TASK PROMPT:
Scan the entries below and give the number of lines containing "bytes", with no accompanying words.

DATASET EXTRACT:
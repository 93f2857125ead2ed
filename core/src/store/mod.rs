//! Pluggable on-disk message queue: `DirQueue` (atomic multi-writer,
//! per-entry locking) or `FlatDir` (one file per message, single-writer).

pub mod dirqueue;
pub mod flatdir;
pub mod record;

use std::path::Path;

pub use dirqueue::DirQueue;
pub use flatdir::FlatDir;
pub use record::StoreRecord;

#[derive(Debug, thiserror::Error)]
pub enum StoreError {
    #[error("i/o error on store path {path}: {source}")]
    Io {
        path: String,
        #[source]
        source: std::io::Error,
    },
    #[error("no such entry: {0}")]
    NotFound(String),
    #[error("record encoding error: {0}")]
    Encoding(#[from] bincode::Error),
    #[error("{path} is not a valid {expected} store: {reason}")]
    WrongBackend {
        path: String,
        expected: &'static str,
        reason: String,
    },
}

/// Backend selection per `messaging.path_type`.
#[derive(Debug, Clone, Copy, PartialEq, Eq)]
pub enum PathType {
    DirQ,
    Directory,
}

impl PathType {
    pub fn parse(raw: &str) -> Option<Self> {
        match raw {
            "dirq" => Some(PathType::DirQ),
            "directory" => Some(PathType::Directory),
            _ => None,
        }
    }
}

/// `add(bytes) -> id`, `count() -> int`, `enumerate() -> ordered ids`,
/// `lock(id) -> bool`, `get(id) -> bytes`, `remove(id)`, `purge()` per
/// spec.md §4.2, generalized to carry the declared schema
/// (`{body, signer?, empa_id?, error?}`) so one interface serves the
/// outbound, incoming and reject queues alike.
pub trait MessageStore: Send + Sync {
    fn add_record(&self, record: StoreRecord) -> Result<String, StoreError>;
    fn count(&self) -> Result<usize, StoreError>;
    fn enumerate(&self) -> Result<Vec<String>, StoreError>;
    fn lock(&self, id: &str) -> Result<bool, StoreError>;
    fn get_record(&self, id: &str) -> Result<StoreRecord, StoreError>;
    fn remove(&self, id: &str) -> Result<(), StoreError>;
    fn purge(&self) -> Result<(), StoreError>;

    fn add(&self, body: &[u8]) -> Result<String, StoreError> {
        self.add_record(StoreRecord::body_only(body.to_vec()))
    }

    fn get(&self, id: &str) -> Result<Vec<u8>, StoreError> {
        self.get_record(id).map(|r| r.body)
    }
}

/// Open the backend named by `path_type`, validating that `path` actually
/// looks like that backend's layout (spec.md §4.2: "Attempting to open a
/// dirq on a directory that contains non-bucket files, or a directory
/// backend on a path that already has bucket subdirectories, fails with a
/// configuration error to prevent silent data loss").
pub fn open_store(path: &Path, path_type: PathType) -> Result<Box<dyn MessageStore>, StoreError> {
    std::fs::create_dir_all(path).map_err(|e| StoreError::Io {
        path: path.display().to_string(),
        source: e,
    })?;

    let mut subdirs = Vec::new();
    let mut files = Vec::new();
    for entry in std::fs::read_dir(path).map_err(|e| StoreError::Io {
        path: path.display().to_string(),
        source: e,
    })? {
        let entry = entry.map_err(|e| StoreError::Io {
            path: path.display().to_string(),
            source: e,
        })?;
        let file_type = entry.file_type().map_err(|e| StoreError::Io {
            path: path.display().to_string(),
            source: e,
        })?;
        let name = entry.file_name().to_string_lossy().to_string();
        if name == "combined_queue" || name == "temp" {
            continue;
        }
        if file_type.is_dir() {
            subdirs.push(name);
        } else {
            files.push(name);
        }
    }

    match path_type {
        PathType::DirQ => {
            if !files.is_empty() {
                return Err(StoreError::WrongBackend {
                    path: path.display().to_string(),
                    expected: "dirq",
                    reason: "directory contains plain files; should path_type be 'directory'?"
                        .to_string(),
                });
            }
            Ok(Box::new(DirQueue::open(path)?))
        }
        PathType::Directory => {
            if !subdirs.is_empty() {
                return Err(StoreError::WrongBackend {
                    path: path.display().to_string(),
                    expected: "directory",
                    reason: "directory contains subdirectories; should path_type be 'dirq'?"
                        .to_string(),
                });
            }
            Ok(Box::new(FlatDir::open(path)?))
        }
    }
}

EXPECTED OUTPUT:
2